There is a big distinction between hare and rabbit. Hares are the wild, dark-fleshed members of the family Leporidae ; white rabbits are the smaller, white-fleshed members of that clan. Old-style recipes for hasenpfeffer, the classic German stew, were designed to make the gamy flavor and resilient texture of wild rabbit more palatable by immersing it in a pungent marinade for several days. This is still an approach favored for wild rabbit (but not in the Western states, where the native jack rabbit should never be eaten because it is likely to carry Rocky Mountain spotted fever).

The modern domestic rabbit, however, is overwhelmed when you treat it that way. The farm-raised rabbits sold in most markets are lean and meaty, with no fat to spare. The flesh has a mild flavor and is very similar in texture to chicken breast. These rabbits need only be marinated in a mild solution for two hours before braising.

Because rabbit is so lean, it can often be dry. If a cookbook suggests that a rabbit may be simply roasted, broiled or grilled, don’t believe it. Subjected to direct heat, the meat will be hopelessly dry. The best advice is to brown and braise, because rabbit requires a sauce to make it juicy.

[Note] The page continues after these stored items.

use std::sync::Arc;
use std::time::Duration;

use tempfile::TempDir;

use consync_core::{
    AreaCodeConverter, Config, Contract, ContractArea, ContractGuarantee, ContractTask, OrderNo,
    RawAreaResponse, Token,
};
use consync_daemon::paths::socket_path;
use consync_daemon::{
    request_map_town, request_status, request_stop, request_sync, serve, DaemonError,
    DaemonSettings,
};
use consync_gateway::{Ack, ContractAck, GatewayError, RemoteGateway};
use consync_store::{SourceRepository, SqliteStatusStore, StoreError};
use consync_sync::SyncOrchestrator;

/// Accepts every call.
struct AcceptingGateway;

impl RemoteGateway for AcceptingGateway {
    fn login(&self, _: &str, _: &str, _: &str) -> Result<Token, GatewayError> {
        Ok(Token::from("tok"))
    }

    fn query_area_codes(&self, _: &Token, _: Option<&str>) -> Result<RawAreaResponse, GatewayError> {
        Ok(RawAreaResponse::default())
    }

    fn upsert_contract(&self, _: &Token, c: &Contract) -> Result<ContractAck, GatewayError> {
        Ok(ContractAck {
            order_no: Some(OrderNo::from(format!("R-{}", c.source_no))),
            message: String::new(),
        })
    }

    fn upsert_task(&self, _: &Token, _: &ContractTask) -> Result<Ack, GatewayError> {
        Ok(Ack::default())
    }

    fn upsert_guarantee(&self, _: &Token, _: &ContractGuarantee) -> Result<Ack, GatewayError> {
        Ok(Ack::default())
    }

    fn upsert_areas(&self, _: &Token, _: &[ContractArea]) -> Result<Ack, GatewayError> {
        Ok(Ack::default())
    }

    fn delete_contract(&self, _: &Token, _: &OrderNo) -> Result<Ack, GatewayError> {
        Ok(Ack::default())
    }
}

/// No contracts at all.
struct EmptySource;

impl SourceRepository for EmptySource {
    fn pending_contracts(&self, _: usize) -> Result<Vec<Contract>, StoreError> {
        Ok(Vec::new())
    }

    fn contract(&self, _: &OrderNo) -> Result<Option<Contract>, StoreError> {
        Ok(None)
    }

    fn tasks(&self, _: &OrderNo) -> Result<Vec<ContractTask>, StoreError> {
        Ok(Vec::new())
    }

    fn guarantees(&self, _: &OrderNo) -> Result<Vec<ContractGuarantee>, StoreError> {
        Ok(Vec::new())
    }

    fn areas(&self, _: &OrderNo) -> Result<Vec<ContractArea>, StoreError> {
        Ok(Vec::new())
    }
}

fn orchestrator() -> Arc<SyncOrchestrator> {
    let config = Config::template("https://crm.example.com", "sync");
    Arc::new(SyncOrchestrator::new(
        &config,
        Arc::new(AcceptingGateway),
        Arc::new(EmptySource),
        Arc::new(SqliteStatusStore::open_in_memory().expect("status store")),
        Arc::new(AreaCodeConverter::new()),
    ))
}

#[tokio::test(flavor = "multi_thread", worker_threads = 2)]
async fn socket_roundtrip_status_sync_map_town_and_stop() {
    let home = TempDir::new().expect("home");
    let settings = DaemonSettings {
        interval: Duration::from_secs(3600),
        batch_size: 10,
    };
    let daemon = tokio::spawn(serve(home.path().to_path_buf(), orchestrator(), settings));

    let socket = socket_path(home.path());
    for _ in 0..100 {
        if socket.exists() {
            break;
        }
        tokio::time::sleep(Duration::from_millis(20)).await;
    }
    assert!(socket.exists(), "daemon socket never appeared");

    let home_path = home.path().to_path_buf();
    let (status, batch, single, mapped, rejected, status_after) =
        tokio::task::spawn_blocking(move || {
            let status = request_status(&home_path).expect("status");
            let batch = request_sync(&home_path, None, Some(5)).expect("batch sync");
            let single =
                request_sync(&home_path, Some("HT-404".to_string()), None).expect("single sync");
            let mapped =
                request_map_town(&home_path, "420102001", "420102100").expect("map_town");
            let rejected = request_map_town(&home_path, "", "420102100").unwrap_err();
            let status_after = request_status(&home_path).expect("status after");
            request_stop(&home_path).expect("stop");
            (status, batch, single, mapped, rejected, status_after)
        })
        .await
        .expect("client thread");

    assert_eq!(status["running"], true);
    assert_eq!(status["runs"], 0);
    assert_eq!(status["interval_secs"], 3600);
    assert_eq!(status["batch_size"], 10);

    assert_eq!(batch["summary"], "no contracts to sync");
    assert_eq!(batch["source"], "socket");
    assert_eq!(batch["target"], "batch:5");
    assert_eq!(batch["detail"]["result"], "idle");

    assert_eq!(single["summary"], "sync failed: contract HT-404 not found");
    assert_eq!(single["failed"], 1);
    assert_eq!(single["detail"]["result"], "failed");

    assert_eq!(mapped["overrides"], 1);
    assert!(matches!(rejected, DaemonError::Protocol(_)));

    assert_eq!(status_after["runs"], 2);
    assert_eq!(status_after["town_overrides"], 1);
    assert_eq!(
        status_after["last_summary"],
        "sync failed: contract HT-404 not found"
    );

    tokio::time::timeout(Duration::from_secs(5), daemon)
        .await
        .expect("daemon stops")
        .expect("join")
        .expect("daemon result");
    assert!(!socket.exists(), "socket should be removed on shutdown");
}

#[test]
fn stop_without_daemon_reports_not_running() {
    let home = TempDir::new().expect("home");
    assert!(matches!(
        request_stop(home.path()),
        Err(DaemonError::DaemonNotRunning { .. })
    ));
}
//! `consync config init|show`

use anyhow::{bail, Context, Result};
use clap::{Args, Subcommand};

use consync_core::config::{self, config_path_at, PASSWORD_ENV};
use consync_core::Config;

use super::home;

#[derive(Subcommand, Debug)]
pub enum ConfigCommand {
    /// Write a starter config to ~/.consync/config.yaml.
    Init(ConfigInitArgs),
    /// Print the effective config with the password masked.
    Show,
}

#[derive(Args, Debug)]
pub struct ConfigInitArgs {
    /// Base URL of the remote CRM API, e.g. https://crm.example.com
    #[arg(long)]
    pub base_url: String,

    /// API login name.
    #[arg(long)]
    pub username: String,

    /// Overwrite an existing config.
    #[arg(long)]
    pub force: bool,
}

pub fn run(command: ConfigCommand) -> Result<()> {
    let home = home()?;

    match command {
        ConfigCommand::Init(args) => {
            let path = config_path_at(&home);
            if path.exists() && !args.force {
                bail!(
                    "config already exists at {}; pass --force to overwrite",
                    path.display()
                );
            }
            let config = Config::template(&args.base_url, &args.username);
            config.validate().context("invalid config values")?;
            let path = config::save_at(&home, &config).context("failed to write config")?;

            println!("✓ Wrote {}", path.display());
            println!("  Set api.password in the file or export {PASSWORD_ENV}.");
        }
        ConfigCommand::Show => {
            let mut config = config::load_at(&home).context("failed to load config")?;
            if !config.api.password.is_empty() {
                config.api.password = "********".to_string();
            }
            let yaml = serde_yaml::to_string(&config).context("failed to render config")?;
            println!("# {}", config_path_at(&home).display());
            print!("{yaml}");
        }
    }

    Ok(())
}
//! JSON wire shapes for the remote contract API.
//!
//! Every write goes out as an envelope
//! `{"Token", "Langz_Code", "PreviousDataList": [...]}` and every answer
//! carries `state` (1 = success) and `mess`.

use serde::{Deserialize, Serialize};

use consync_core::{Contract, ContractGuarantee, ContractTask, OrderNo};

use crate::error::GatewayError;

/// Operation flag sent with every contract, task and guarantee.
///
/// The remote API also accepts update/delete flags, but records are only ever
/// pushed as new, so the flag is fixed here rather than carried on entities.
pub const FLAG_ADD: &str = "ADD";

/// Sub-record id for a record the remote side has not seen yet.
pub const NEW_RECORD_ID: &str = "0";

/// Remote `state` value meaning success.
pub const STATE_SUCCESS: i64 = 1;

// ---------------------------------------------------------------------------
// Requests
// ---------------------------------------------------------------------------

#[derive(Debug, Serialize)]
pub struct LoginRequest<'a> {
    #[serde(rename = "UserName")]
    pub username: &'a str,
    #[serde(rename = "PassWord")]
    pub password: &'a str,
    #[serde(rename = "LangzCode")]
    pub lang_code: &'a str,
}

/// Authenticated write envelope.
#[derive(Debug, Serialize)]
pub struct Envelope<'a, T> {
    #[serde(rename = "Token")]
    pub token: &'a str,
    #[serde(rename = "Langz_Code")]
    pub lang_code: &'a str,
    #[serde(rename = "PreviousDataList")]
    pub previous_data_list: Vec<T>,
}

impl<'a, T> Envelope<'a, T> {
    pub fn new(token: &'a str, lang_code: &'a str, items: Vec<T>) -> Self {
        Self {
            token,
            lang_code,
            previous_data_list: items,
        }
    }
}

/// A contract as the remote upsert expects it. An empty `order_no` creates.
#[derive(Debug, Serialize)]
pub struct ContractPayload<'a> {
    pub flag: &'static str,
    pub order_no: &'a str,
    #[serde(flatten)]
    pub contract: &'a Contract,
}

impl<'a> ContractPayload<'a> {
    pub fn new(contract: &'a Contract) -> Self {
        Self {
            flag: FLAG_ADD,
            order_no: contract.remote_no.as_ref().map(OrderNo::as_str).unwrap_or(""),
            contract,
        }
    }
}

/// A task or guarantee with the fixed flag/id pair.
#[derive(Debug, Serialize)]
pub struct SubRecordPayload<'a, T> {
    pub flag: &'static str,
    pub id: &'static str,
    #[serde(flatten)]
    pub record: &'a T,
}

impl<'a, T> SubRecordPayload<'a, T> {
    pub fn new(record: &'a T) -> Self {
        Self {
            flag: FLAG_ADD,
            id: NEW_RECORD_ID,
            record,
        }
    }
}

pub type TaskPayload<'a> = SubRecordPayload<'a, ContractTask>;
pub type GuaranteePayload<'a> = SubRecordPayload<'a, ContractGuarantee>;

#[derive(Debug, Serialize)]
pub struct DeletePayload<'a> {
    pub order_no: &'a str,
}

// ---------------------------------------------------------------------------
// Responses
// ---------------------------------------------------------------------------

/// Common response body. `order_no` is only filled by the contract upsert.
#[derive(Debug, Clone, Default, PartialEq, Eq, Deserialize)]
pub struct ApiResponse {
    #[serde(default)]
    pub state: Option<i64>,
    #[serde(default)]
    pub mess: Option<String>,
    #[serde(default)]
    pub order_no: Option<String>,
}

impl ApiResponse {
    pub fn is_success(&self) -> bool {
        self.state == Some(STATE_SUCCESS)
    }

    pub fn message(&self) -> String {
        self.mess.clone().unwrap_or_default()
    }

    /// Turn a non-success state into [`GatewayError::Remote`].
    pub fn into_result(self, endpoint: &'static str) -> Result<Self, GatewayError> {
        if self.is_success() {
            Ok(self)
        } else {
            let message = match (&self.mess, self.state) {
                (Some(mess), _) if !mess.is_empty() => mess.clone(),
                (_, Some(state)) => format!("state {state} without message"),
                (_, None) => "response carried no state".to_string(),
            };
            Err(GatewayError::Remote { endpoint, message })
        }
    }
}
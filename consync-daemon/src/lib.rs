//! Daemon runtime: periodic timer + sync processor + socket server.

mod error;
pub mod paths;
pub mod protocol;
mod runtime;

pub use error::DaemonError;
pub use protocol::{
    request_map_town, request_status, request_stop, request_sync, send_request, DaemonRequest,
    DaemonResponse,
};
pub use runtime::{init_tracing, run, serve, start_blocking, DaemonSettings, SyncReport};
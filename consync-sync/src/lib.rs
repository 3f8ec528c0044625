//! # consync-sync
//!
//! Token lifecycle, reference-data caching and the per-contract push
//! pipeline.
//!
//! Build a [`SyncOrchestrator`] from a gateway, a source repository and a
//! status store, then call [`SyncOrchestrator::sync`] for a batch or
//! [`SyncOrchestrator::sync_contract`] for one contract.
//! [`pipeline::orchestrator_at`] wires the HTTP gateway and SQLite stores
//! from a loaded config.

pub mod area_cache;
pub mod error;
pub mod orchestrator;
pub mod outcome;
pub mod pipeline;
pub mod token;

pub use area_cache::AreaCodeCache;
pub use error::{PushPhase, SyncError};
pub use orchestrator::SyncOrchestrator;
pub use outcome::{BatchSummary, ContractOutcome};
pub use token::{Clock, SystemClock, TokenCache};
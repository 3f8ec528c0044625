//! Error types for consync-store.

use std::path::PathBuf;

use thiserror::Error;

/// All errors that can arise from the status store or the source reader.
#[derive(Debug, Error)]
pub enum StoreError {
    #[error("sqlite: {0}")]
    Sqlite(#[from] rusqlite::Error),

    /// An I/O error, with annotated path for context.
    #[error("I/O error at {path}: {source}")]
    Io {
        path: PathBuf,
        #[source]
        source: std::io::Error,
    },
}

/// Convenience constructor for [`StoreError::Io`].
pub(crate) fn io_err(path: impl Into<PathBuf>, source: std::io::Error) -> StoreError {
    StoreError::Io {
        path: path.into(),
        source,
    }
}
fn prepare_socket_for_bind(socket: &Path) -> Result<(), DaemonError> {
    if !socket.exists() {
        return Ok(());
    }

    match StdUnixStream::connect(socket) {
        Ok(_) => {
            return Err(DaemonError::Protocol(format!(
                "daemon socket already in use: {}",
                socket.display()
            )));
        }
        Err(err) => {
            tracing::warn!(
                socket = %socket.display(),
                error = %err,
                "removing stale daemon socket before bind",
            );
        }
    }

    match fs::remove_file(socket) {
        Ok(()) => Ok(()),
        Err(err) if err.kind() == ErrorKind::NotFound => Ok(()),
        Err(err) => Err(io_err(socket, err)),
    }
}

fn ensure_runtime_dirs(home: &Path) -> Result<(), DaemonError> {
    let root = consync_root(home);
    if !root.exists() {
        fs::create_dir_all(&root).map_err(|e| io_err(&root, e))?;
    }
    Ok(())
}

async fn write_response(
    writer: &mut OwnedWriteHalf,
    response: &DaemonResponse,
) -> Result<(), DaemonError> {
    let payload = serde_json::to_string(response)?;
    writer
        .write_all(payload.as_bytes())
        .await
        .map_err(|e| io_err("daemon socket write", e))?;
    writer
        .write_all(b"\n")
        .await
        .map_err(|e| io_err("daemon socket write", e))?;
    writer
        .flush()
        .await
        .map_err(|e| io_err("daemon socket flush", e))?;
    Ok(())
}

fn handle_join(
    task: &str,
    result: Result<Result<(), DaemonError>, tokio::task::JoinError>,
) -> Result<(), DaemonError> {
    match result {
        Ok(inner) => inner,
        Err(err) => Err(DaemonError::Protocol(format!(
            "{task} task join failure: {err}"
        ))),
    }
}

fn unix_seconds_now() -> u64 {
    SystemTime::now()
        .duration_since(UNIX_EPOCH)
        .unwrap_or_default()
        .as_secs()
}

/// Install the global `tracing` subscriber on stderr (`RUST_LOG`, default `info`).
pub fn init_tracing() {
    use tracing_subscriber::{fmt, EnvFilter};

    let filter = EnvFilter::try_from_default_env().unwrap_or_else(|_| EnvFilter::new("info"));
    let _ = fmt()
        .with_env_filter(filter)
        .with_target(false)
        .with_writer(std::io::stderr)
        .try_init();
}

#[cfg(unix)]
fn set_socket_permissions(path: &Path) -> Result<(), DaemonError> {
    use std::os::unix::fs::PermissionsExt;
    fs::set_permissions(path, fs::Permissions::from_mode(0o600)).map_err(|e| io_err(path, e))
}

#[cfg(not(unix))]
fn set_socket_permissions(_path: &Path) -> Result<(), DaemonError> {
    Ok(())
}
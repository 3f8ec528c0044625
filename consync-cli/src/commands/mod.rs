//! Subcommand implementations.

pub mod areas;
pub mod config;
pub mod daemon;
pub mod delete;
pub mod status;
pub mod sync;

use std::path::{Path, PathBuf};

use anyhow::{Context, Result};

use consync_core::Config;
use consync_sync::{pipeline, SyncOrchestrator};

pub(crate) fn home() -> Result<PathBuf> {
    dirs::home_dir().context("could not determine home directory")
}

pub(crate) fn load_config(home: &Path) -> Result<Config> {
    consync_core::config::load_at(home).context("failed to load config")
}

/// Load the config and wire an orchestrator over the configured databases.
pub(crate) fn orchestrator(home: &Path) -> Result<(Config, SyncOrchestrator)> {
    let config = load_config(home)?;
    let orchestrator =
        pipeline::orchestrator_at(home, &config).context("failed to open sync stores")?;
    Ok((config, orchestrator))
}
//! consync core library: domain types, area-code transcoding, configuration.
//!
//! - [`types`]: newtypes and domain structs
//! - [`area`]: [`AreaCodeConverter`] and the reference-data hierarchy parser
//! - [`config`]: load / save `config.yaml`
//! - [`error`]: [`ConfigError`]

pub mod area;
pub mod config;
pub mod error;
pub mod types;

pub use area::{parse_area_hierarchy, AreaCodeConverter, RawAreaResponse, RawAreaRow};
pub use config::Config;
pub use error::ConfigError;
pub use types::{
    AreaCode, Contract, ContractArea, ContractGuarantee, ContractTask, OrderNo, Phase,
    SyncLogEntry, SyncStatus, SyncStatusRecord, Token,
};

Rabbit is available, either cut up or whole, in the meat or frozen food sections of supermarkets and specialty markets. Because rabbits need minimal space, feed on small amounts of grass and grain and breed like, well, rabbits, many local farmers have begun raising them. Keep an eye out at farmers markets for fresh rabbit.

A rabbit never divides into fair portions. The hind legs have the most meat and the front legs are sinewy. The best cut is the saddle, with its two cigar-shaped loins running down the backbone. In wholesale processing, these pieces are reserved and sold to restaurant suppliers.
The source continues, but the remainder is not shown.